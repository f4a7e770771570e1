//! Best-effort summary of an interrupted agent run.
//!
//! The partial output is scanned line by line for completion markers
//! (`✅`, `✓`, `[x]`, `Done:`, `Completed:`), pending markers (`[ ]`,
//! `TODO`, `Next:`, `Remaining:`) and a "Files modified" section.

use std::collections::BTreeSet;

/// What a partial output says about the work so far.
#[derive(Debug, Clone, Default, PartialEq, Eq)]
pub struct ProgressSummary {
    pub completed: Vec<String>,
    pub pending: Vec<String>,
    pub modified_files: BTreeSet<String>,
}

impl ProgressSummary {
    pub fn is_empty(&self) -> bool {
        self.completed.is_empty() && self.pending.is_empty() && self.modified_files.is_empty()
    }

    pub fn what_was_done(&self) -> String {
        if self.completed.is_empty() {
            return "No completed steps were reported before the pause.".to_string();
        }
        bullets(&self.completed)
    }

    pub fn what_remains(&self, phase: &str) -> String {
        if self.pending.is_empty() {
            return format!("Finish the remaining work of the '{phase}' phase.");
        }
        bullets(&self.pending)
    }
}

fn bullets(items: &[String]) -> String {
    items
        .iter()
        .map(|item| format!("- {item}"))
        .collect::<Vec<_>>()
        .join("\n")
}

const DONE_PREFIXES: [&str; 6] = ["✅", "✓", "[x]", "[X]", "Done:", "Completed:"];
const PENDING_PREFIXES: [&str; 5] = ["[ ]", "TODO:", "TODO", "Next:", "Remaining:"];
const FILES_HEADINGS: [&str; 3] = ["files modified", "files changed", "files touched"];

/// Scan partial agent output for progress markers.
pub fn summarize_progress(text: &str) -> ProgressSummary {
    let mut summary = ProgressSummary::default();
    let mut in_files_section = false;

    for raw in text.lines() {
        let line = strip_list_marker(raw.trim());
        if line.is_empty() {
            in_files_section = false;
            continue;
        }

        if let Some(rest) = files_heading(line) {
            in_files_section = rest.is_empty();
            for file in rest.split(',').map(clean_file).filter(|f| !f.is_empty()) {
                summary.modified_files.insert(file);
            }
            continue;
        }

        if in_files_section {
            if is_list_item(raw.trim()) {
                let file = clean_file(line);
                if !file.is_empty() {
                    summary.modified_files.insert(file);
                }
                continue;
            }
            in_files_section = false;
        }

        if let Some(item) = strip_any(line, &DONE_PREFIXES) {
            summary.completed.push(item);
        } else if let Some(item) = strip_any(line, &PENDING_PREFIXES) {
            summary.pending.push(item);
        }
    }

    summary
}

const LIST_MARKERS: [&str; 3] = ["- ", "* ", "+ "];

fn is_list_item(line: &str) -> bool {
    LIST_MARKERS.iter().any(|m| line.starts_with(m))
}

fn strip_list_marker(line: &str) -> &str {
    LIST_MARKERS
        .iter()
        .find_map(|m| line.strip_prefix(m))
        .map_or(line, str::trim_start)
}

/// Text after a "Files modified:" style heading, if `line` is one.
fn files_heading(line: &str) -> Option<&str> {
    let unmarked = line.trim_start_matches('#').trim_start().trim_matches('*');
    let lower = unmarked.to_lowercase();
    let heading = FILES_HEADINGS.iter().find(|h| lower.starts_with(*h))?;
    let rest = unmarked.get(heading.len()..)?;
    Some(rest.trim_start_matches([':', '*']).trim())
}

fn clean_file(item: &str) -> String {
    item.trim()
        .trim_matches(|c| c == '`' || c == '*')
        .split_whitespace()
        .next()
        .unwrap_or_default()
        .trim_end_matches([',', ':'])
        .to_string()
}

fn strip_any(line: &str, prefixes: &[&str]) -> Option<String> {
    prefixes.iter().find_map(|prefix| {
        line.strip_prefix(prefix)
            .map(|rest| rest.trim().to_string())
            .filter(|rest| !rest.is_empty())
    })
}

/// The last `max_chars` characters of `text`.
pub fn tail_slice(text: &str, max_chars: usize) -> &str {
    let count = text.chars().count();
    if count <= max_chars {
        return text;
    }
    let skip = count - max_chars;
    match text.char_indices().nth(skip) {
        Some((offset, _)) => &text[offset..],
        None => "",
    }
}

/// Prompt prepended to the first agent run after a resume.
pub fn build_continuation_prompt(
    phase: &str,
    summary: &ProgressSummary,
    modified_files: &BTreeSet<String>,
    previous_output: &str,
) -> String {
    let mut prompt = format!(
        "## Resuming paused work\n\n\
         You are continuing the '{phase}' phase, which was paused before it finished.\n\n\
         ### What was done\n{}\n",
        summary.what_was_done()
    );

    let files: BTreeSet<&String> = modified_files.iter().chain(&summary.modified_files).collect();
    if !files.is_empty() {
        prompt.push_str("\n### Files touched\n");
        for file in files {
            prompt.push_str(&format!("- {file}\n"));
        }
    }

    prompt.push_str(&format!("\n### What remains\n{}\n", summary.what_remains(phase)));

    let tail = previous_output.trim();
    if !tail.is_empty() {
        prompt.push_str(&format!("\n### Previous output (tail)\n```\n{tail}\n```\n"));
    }

    prompt.push_str("\nDo not redo completed work. Continue from where it stopped.\n");
    prompt
}

#[cfg(test)]
mod tests {
    use super::*;

    #[test]
    fn test_markers_and_file_section() {
        let text = "Working on it.\n\
                    ✅ Added the parser\n\
                    - [x] Wired the CLI flag\n\
                    - [ ] Write tests\n\
                    Next: update the docs\n\
                    \n\
                    Files modified:\n\
                    - `src/parser.rs`\n\
                    - src/main.rs (new flag)\n\
                    \n\
                    TODO: release notes\n";

        let summary = summarize_progress(text);
        assert_eq!(summary.completed, vec!["Added the parser", "Wired the CLI flag"]);
        assert_eq!(
            summary.pending,
            vec!["Write tests", "update the docs", "release notes"]
        );
        assert_eq!(
            summary.modified_files.iter().collect::<Vec<_>>(),
            vec!["src/main.rs", "src/parser.rs"]
        );
    }

    #[test]
    fn test_inline_file_list() {
        let summary = summarize_progress("**Files changed:** a.rs, b/c.rs");
        assert_eq!(summary.modified_files.len(), 2);
        assert!(summary.modified_files.contains("b/c.rs"));
    }

    #[test]
    fn test_no_markers_uses_defaults() {
        let summary = summarize_progress("I looked around the codebase for a while.");
        assert!(summary.is_empty());
        assert_eq!(
            summary.what_was_done(),
            "No completed steps were reported before the pause."
        );
        assert_eq!(
            summary.what_remains("implement"),
            "Finish the remaining work of the 'implement' phase."
        );
    }

    #[test]
    fn test_tail_slice_is_char_safe() {
        assert_eq!(tail_slice("héllo wörld", 5), "wörld");
        assert_eq!(tail_slice("short", 10), "short");
        assert_eq!(tail_slice("abc", 0), "");
    }

    #[test]
    fn test_continuation_prompt_sections() {
        let summary = summarize_progress("Done: schema migration\nRemaining: backfill");
        let files = BTreeSet::from(["db/schema.sql".to_string()]);
        let prompt = build_continuation_prompt("implement", &summary, &files, "last words");

        assert!(prompt.contains("'implement' phase"));
        assert!(prompt.contains("### What was done\n- schema migration"));
        assert!(prompt.contains("### Files touched\n- db/schema.sql"));
        assert!(prompt.contains("### What remains\n- backfill"));
        assert!(prompt.contains("last words"));
    }

    #[test]
    fn test_continuation_prompt_without_output() {
        let prompt =
            build_continuation_prompt("plan", &ProgressSummary::default(), &BTreeSet::new(), "  ");
        assert!(!prompt.contains("Previous output"));
        assert!(!prompt.contains("Files touched"));
    }
}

——————————

Task statement — Retype only this range exactly: the first line of the data through the line where "work so far." appears.

Written response —
repository f4a7e770771570e1
//! Best-effort summary of an interrupted agent run.
//!
//! The partial output is scanned line by line for completion markers
//! (`✅`, `✓`, `[x]`, `Done:`, `Completed:`), pending markers (`[ ]`,
//! `TODO`, `Next:`, `Remaining:`) and a "Files modified" section.

use std::collections::BTreeSet;

/// What a partial output says about the work so far.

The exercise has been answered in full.